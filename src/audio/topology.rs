// This Source Code Form is subject to the terms of the Mozilla Public
// License, v. 2.0. If a copy of the MPL was not distributed with this
// file, You can obtain one at http://mozilla.org/MPL/2.0/.

//! PipeWire topology discovery from `pw-dump` output.
//!
//! A [`Topology`] is a snapshot of the dumped object list. All lookups are
//! pure scans over that snapshot so they can be tested against fixtures.

use super::types::{
    DuplexPorts, DuplexSide, EngineNodes, InstrumentPorts, ObjectType, PortDirection, PwNode,
    PwObject, PwPort, StereoPair, DUPLEX_PAIRS,
};
use regex::Regex;
use std::collections::HashSet;
use std::process::Command;
use std::sync::OnceLock;
use std::time::Duration;
use thiserror::Error;
use tracing::{debug, trace};

#[derive(Debug, Error)]
pub enum TopologyError {
    #[error("Failed to execute pw-dump: {0}")]
    PwDumpFailed(String),
    #[error("Invalid JSON from pw-dump: {0}")]
    InvalidJson(#[from] serde_json::Error),
    #[error("Gave up after {0} attempts")]
    NotFound(u32),
}

/// Interface filter passed to `pw-dump -N`.
#[derive(Debug, Clone, Copy, PartialEq, Eq)]
pub enum DumpFilter {
    All,
    Node,
    Client,
}

impl DumpFilter {
    fn arg(self) -> Option<&'static str> {
        match self {
            Self::All => None,
            Self::Node => Some("Node"),
            Self::Client => Some("Client"),
        }
    }
}

/// A snapshot of PipeWire objects.
#[derive(Debug, Clone, Default)]
pub struct Topology {
    objects: Vec<PwObject>,
}

impl Topology {
    pub fn new(objects: Vec<PwObject>) -> Self {
        Self { objects }
    }

    /// Parse a `pw-dump` JSON array. Objects that do not deserialize are skipped.
    pub fn from_json(json: &str) -> Result<Self, TopologyError> {
        let raw: Vec<serde_json::Value> = serde_json::from_str(json)?;
        let objects = raw
            .into_iter()
            .filter_map(|v| serde_json::from_value::<PwObject>(v).ok())
            .collect();
        Ok(Self { objects })
    }

    /// Run `pw-dump` and parse its output.
    pub fn capture(filter: DumpFilter) -> Result<Self, TopologyError> {
        let mut cmd = Command::new("pw-dump");
        if let Some(arg) = filter.arg() {
            cmd.arg("-N").arg(arg);
        }
        let output = cmd
            .output()
            .map_err(|e| TopologyError::PwDumpFailed(e.to_string()))?;

        if !output.status.success() {
            let stderr = String::from_utf8_lossy(&output.stderr);
            return Err(TopologyError::PwDumpFailed(stderr.to_string()));
        }

        let topology = Self::from_json(&String::from_utf8_lossy(&output.stdout))?;
        trace!("pw-dump returned {} objects", topology.objects.len());
        Ok(topology)
    }

    pub fn len(&self) -> usize {
        self.objects.len()
    }

    pub fn is_empty(&self) -> bool {
        self.objects.is_empty()
    }

    fn of_kind(&self, kind: ObjectType) -> impl Iterator<Item = &PwObject> {
        self.objects.iter().filter(move |o| o.kind() == kind)
    }

    pub fn nodes(&self) -> impl Iterator<Item = PwNode> + '_ {
        self.of_kind(ObjectType::Node).map(PwNode::from_object)
    }

    pub fn ports(&self) -> impl Iterator<Item = PwPort> + '_ {
        self.of_kind(ObjectType::Port).map(PwPort::from_object)
    }

    /// Nodes owned by clients of the process `pid`.
    pub fn instrument_nodes(&self, pid: u32) -> Vec<PwNode> {
        let clients: HashSet<u32> = self
            .of_kind(ObjectType::Client)
            .filter(|c| c.prop_u32("application.process.id") == Some(pid))
            .map(|c| c.id)
            .collect();

        self.nodes()
            .filter(|n| n.client_id.map(|c| clients.contains(&c)).unwrap_or(false))
            .collect()
    }

    /// Ports on `nodes`, split into inputs and outputs by port name.
    pub fn instrument_ports(&self, nodes: &[PwNode]) -> InstrumentPorts {
        let ids: HashSet<u32> = nodes.iter().map(|n| n.id).collect();
        let mut ports = InstrumentPorts::default();

        for obj in self.of_kind(ObjectType::Port) {
            let has_direction = obj
                .info
                .as_ref()
                .map(|i| i.direction.is_some())
                .unwrap_or(false);
            if !has_direction {
                continue;
            }
            let port = PwPort::from_object(obj);
            if !ids.contains(&port.node_id) {
                continue;
            }
            if port.name.contains("output") {
                ports.output.push(port);
            } else if port.name.contains("input") {
                ports.input.push(port);
            }
        }

        ports
    }

    /// The first node whose description matches `description`.
    pub fn duplex_node(&self, description: &str) -> Option<PwNode> {
        self.nodes().find(|n| n.description == description)
    }

    /// Decode the `playback_N` / `capture_N` ports of a duplex node.
    pub fn duplex_ports(&self, node_id: u32) -> DuplexPorts {
        let mut duplex = DuplexPorts::default();
        for port in self.ports().filter(|p| p.node_id == node_id) {
            let Some((side, pair, left)) = decode_duplex_port_name(&port.name) else {
                continue;
            };
            let slot = &mut duplex.side_mut(side)[pair];
            if left {
                slot.left = Some(port.id);
            } else {
                slot.right = Some(port.id);
            }
        }
        duplex
    }

    /// Input and output nodes registered by the process `pid`.
    ///
    /// Nodes are ordered by input port count, most first. A process with one
    /// node uses it for both sides.
    pub fn engine_nodes(&self, pid: u32) -> Option<EngineNodes> {
        let mut nodes: Vec<PwNode> = self
            .nodes()
            .filter(|n| n.process_id == Some(pid))
            .collect();
        nodes.sort_by(|a, b| b.n_input_ports.cmp(&a.n_input_ports));

        let input = nodes.first()?.clone();
        let output = nodes.last()?.clone();
        Some(EngineNodes { input, output })
    }

    /// Id of the client created by the process `pid`.
    pub fn client_for_process(&self, pid: u32) -> Option<u32> {
        self.of_kind(ObjectType::Client)
            .find(|c| c.prop_u32("pipewire.sec.pid") == Some(pid))
            .map(|c| c.id)
    }
}

/// `object.serial` of the node whose port config has `direction`.
pub fn node_serial(nodes: &[PwNode], direction: PortDirection) -> Option<u64> {
    nodes
        .iter()
        .find(|n| n.port_config_direction == Some(direction))
        .and_then(|n| n.object_serial)
}

/// Left/right port ids by `audio.channel`.
pub fn stereo_ports(ports: &[PwPort]) -> StereoPair {
    StereoPair::from_ports(ports)
}

fn duplex_port_pattern() -> Option<&'static Regex> {
    static PATTERN: OnceLock<Option<Regex>> = OnceLock::new();
    PATTERN
        .get_or_init(|| Regex::new(r"^(playback|capture)_(\d+)$").ok())
        .as_ref()
}

/// Decode `playback_N` / `capture_N` into `(side, pair, is_left)`.
///
/// Channels are numbered from 1; odd channels are left.
pub fn decode_duplex_port_name(name: &str) -> Option<(DuplexSide, usize, bool)> {
    let caps = duplex_port_pattern()?.captures(name)?;
    let side = match &caps[1] {
        "playback" => DuplexSide::Input,
        _ => DuplexSide::Output,
    };
    let channel: usize = caps[2].parse().ok()?;
    if channel == 0 || channel > DUPLEX_PAIRS * 2 {
        return None;
    }
    Some((side, (channel - 1) / 2, channel % 2 == 1))
}

/// Retry `probe` up to `attempts` times, sleeping `interval` in between.
pub fn poll_blocking<T>(
    attempts: u32,
    interval: Duration,
    mut probe: impl FnMut() -> Option<T>,
) -> Result<T, TopologyError> {
    for attempt in 0..attempts {
        if attempt > 0 {
            std::thread::sleep(interval);
        }
        if let Some(found) = probe() {
            debug!("Found after {} attempt(s)", attempt + 1);
            return Ok(found);
        }
        trace!("Attempt {} came up empty", attempt + 1);
    }
    Err(TopologyError::NotFound(attempts))
}

#[cfg(test)]
mod tests {
    use super::*;
    use serde_json::json;

    fn client(id: u32, pid: u32) -> serde_json::Value {
        json!({
            "id": id,
            "type": "PipeWire:Interface:Client",
            "info": {"props": {
                "application.process.id": pid,
                "pipewire.sec.pid": pid.to_string()
            }}
        })
    }

    fn node(id: u32, props: serde_json::Value, inputs: u32, dir: Option<&str>) -> serde_json::Value {
        let params = match dir {
            Some(d) => json!({"PortConfig": [{"direction": d}]}),
            None => json!({}),
        };
        json!({
            "id": id,
            "type": "PipeWire:Interface:Node",
            "info": {"n-input-ports": inputs, "props": props, "params": params}
        })
    }

    fn port(id: u32, node: u32, name: &str, channel: &str) -> serde_json::Value {
        let direction = if name.contains("input") || name.starts_with("playback") {
            "input"
        } else {
            "output"
        };
        json!({
            "id": id,
            "type": "PipeWire:Interface:Port",
            "info": {
                "direction": direction,
                "props": {"node.id": node, "port.name": name, "audio.channel": channel}
            }
        })
    }

    fn fixture() -> Topology {
        let objects = json!([
            client(30, 4242),
            client(31, 9999),
            node(40, json!({"client.id": 30, "application.process.id": 4242,
                            "node.name": "surge-in", "object.serial": 500}), 2, Some("Input")),
            node(41, json!({"client.id": 30, "application.process.id": 4242,
                            "node.name": "surge-out", "object.serial": 501}), 0, Some("Output")),
            node(50, json!({"client.id": 31, "node.description": "Digitakt"}), 16, None),
            port(60, 40, "input_FL", "FL"),
            port(61, 40, "input_FR", "FR"),
            port(62, 41, "output_FL", "FL"),
            port(63, 41, "output_FR", "FR"),
            port(70, 50, "playback_1", "AUX0"),
            port(71, 50, "playback_2", "AUX1"),
            port(72, 50, "capture_3", "AUX2"),
            port(73, 50, "capture_4", "AUX3"),
            port(74, 50, "monitor_1", "AUX4"),
            {"id": 80, "type": "PipeWire:Interface:Link", "info": {"props": {}}},
            {"id": 1, "type": "PipeWire:Interface:Core", "info": null}
        ]);
        Topology::from_json(&objects.to_string()).unwrap()
    }

    #[test]
    fn test_instrument_nodes_by_process() {
        let topo = fixture();
        let nodes = topo.instrument_nodes(4242);
        assert_eq!(nodes.iter().map(|n| n.id).collect::<Vec<_>>(), vec![40, 41]);
        assert!(topo.instrument_nodes(1).is_empty());
    }

    #[test]
    fn test_instrument_ports_split_by_name() {
        let topo = fixture();
        let nodes = topo.instrument_nodes(4242);
        let ports = topo.instrument_ports(&nodes);
        assert_eq!(ports.input.len(), 2);
        assert_eq!(ports.output.len(), 2);
        assert_eq!(ports.stereo_input(), StereoPair::new(60, 61));
        assert_eq!(ports.stereo_output(), StereoPair::new(62, 63));
    }

    #[test]
    fn test_duplex_node_and_ports() {
        let topo = fixture();
        let node = topo.duplex_node("Digitakt").unwrap();
        assert_eq!(node.id, 50);
        let duplex = topo.duplex_ports(node.id);
        assert_eq!(duplex.inputs[0], StereoPair::new(70, 71));
        assert_eq!(duplex.outputs[1], StereoPair::new(72, 73));
        assert!(duplex.outputs[0].is_empty());
        assert!(topo.duplex_node("Missing").is_none());
    }

    #[test]
    fn test_decode_duplex_port_names() {
        assert_eq!(
            decode_duplex_port_name("playback_1"),
            Some((DuplexSide::Input, 0, true))
        );
        assert_eq!(
            decode_duplex_port_name("capture_16"),
            Some((DuplexSide::Output, 7, false))
        );
        assert_eq!(decode_duplex_port_name("capture_17"), None);
        assert_eq!(decode_duplex_port_name("playback_0"), None);
        assert_eq!(decode_duplex_port_name("monitor_1"), None);
        assert_eq!(decode_duplex_port_name("playback_FL"), None);
    }

    #[test]
    fn test_engine_nodes_sorted_by_inputs() {
        let topo = fixture();
        let nodes = topo.engine_nodes(4242).unwrap();
        assert_eq!(nodes.input.id, 40);
        assert_eq!(nodes.output.id, 41);
        assert!(topo.engine_nodes(7).is_none());
    }

    #[test]
    fn test_single_engine_node_is_both_sides() {
        let objects = json!([node(9, json!({"application.process.id": 5}), 0, None)]);
        let topo = Topology::from_json(&objects.to_string()).unwrap();
        let nodes = topo.engine_nodes(5).unwrap();
        assert_eq!(nodes.input.id, nodes.output.id);
    }

    #[test]
    fn test_client_lookup_and_serials() {
        let topo = fixture();
        assert_eq!(topo.client_for_process(9999), Some(31));
        assert_eq!(topo.client_for_process(1), None);

        let nodes = topo.instrument_nodes(4242);
        assert_eq!(node_serial(&nodes, PortDirection::Input), Some(500));
        assert_eq!(node_serial(&nodes, PortDirection::Output), Some(501));
        assert_eq!(node_serial(&[], PortDirection::Output), None);
    }

    #[test]
    fn test_stereo_ports_ignore_other_channels() {
        let topo = fixture();
        let ports: Vec<PwPort> = topo.ports().filter(|p| p.node_id == 50).collect();
        assert!(stereo_ports(&ports).is_empty());
    }

    #[test]
    fn test_invalid_json() {
        assert!(matches!(
            Topology::from_json("not json"),
            Err(TopologyError::InvalidJson(_))
        ));
        assert!(Topology::from_json("[]").unwrap().is_empty());
    }

    #[test]
    fn test_poll_blocking_gives_up() {
        let mut calls = 0;
        let result: Result<(), _> = poll_blocking(3, Duration::from_millis(1), || {
            calls += 1;
            None
        });
        assert!(matches!(result, Err(TopologyError::NotFound(3))));
        assert_eq!(calls, 3);

        let mut n = 0;
        let found = poll_blocking(5, Duration::from_millis(1), || {
            n += 1;
            (n == 2).then_some(n)
        })
        .unwrap();
        assert_eq!(found, 2);
    }

    #[test]
    #[ignore = "requires a running PipeWire"]
    fn test_capture_live_graph() {
        let topo = Topology::capture(DumpFilter::All).unwrap();
        assert!(!topo.is_empty());
    }
}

════════

Required action >> Scan the entries above for the string "DuplexSide", and copy every line where it turns up.

Reply >>
    DuplexPorts, DuplexSide, EngineNodes, InstrumentPorts, ObjectType, PortDirection, PwNode,
pub fn decode_duplex_port_name(name: &str) -> Option<(DuplexSide, usize, bool)> {
        "playback" => DuplexSide::Input,
        _ => DuplexSide::Output,
            Some((DuplexSide::Input, 0, true))
            Some((DuplexSide::Output, 7, false))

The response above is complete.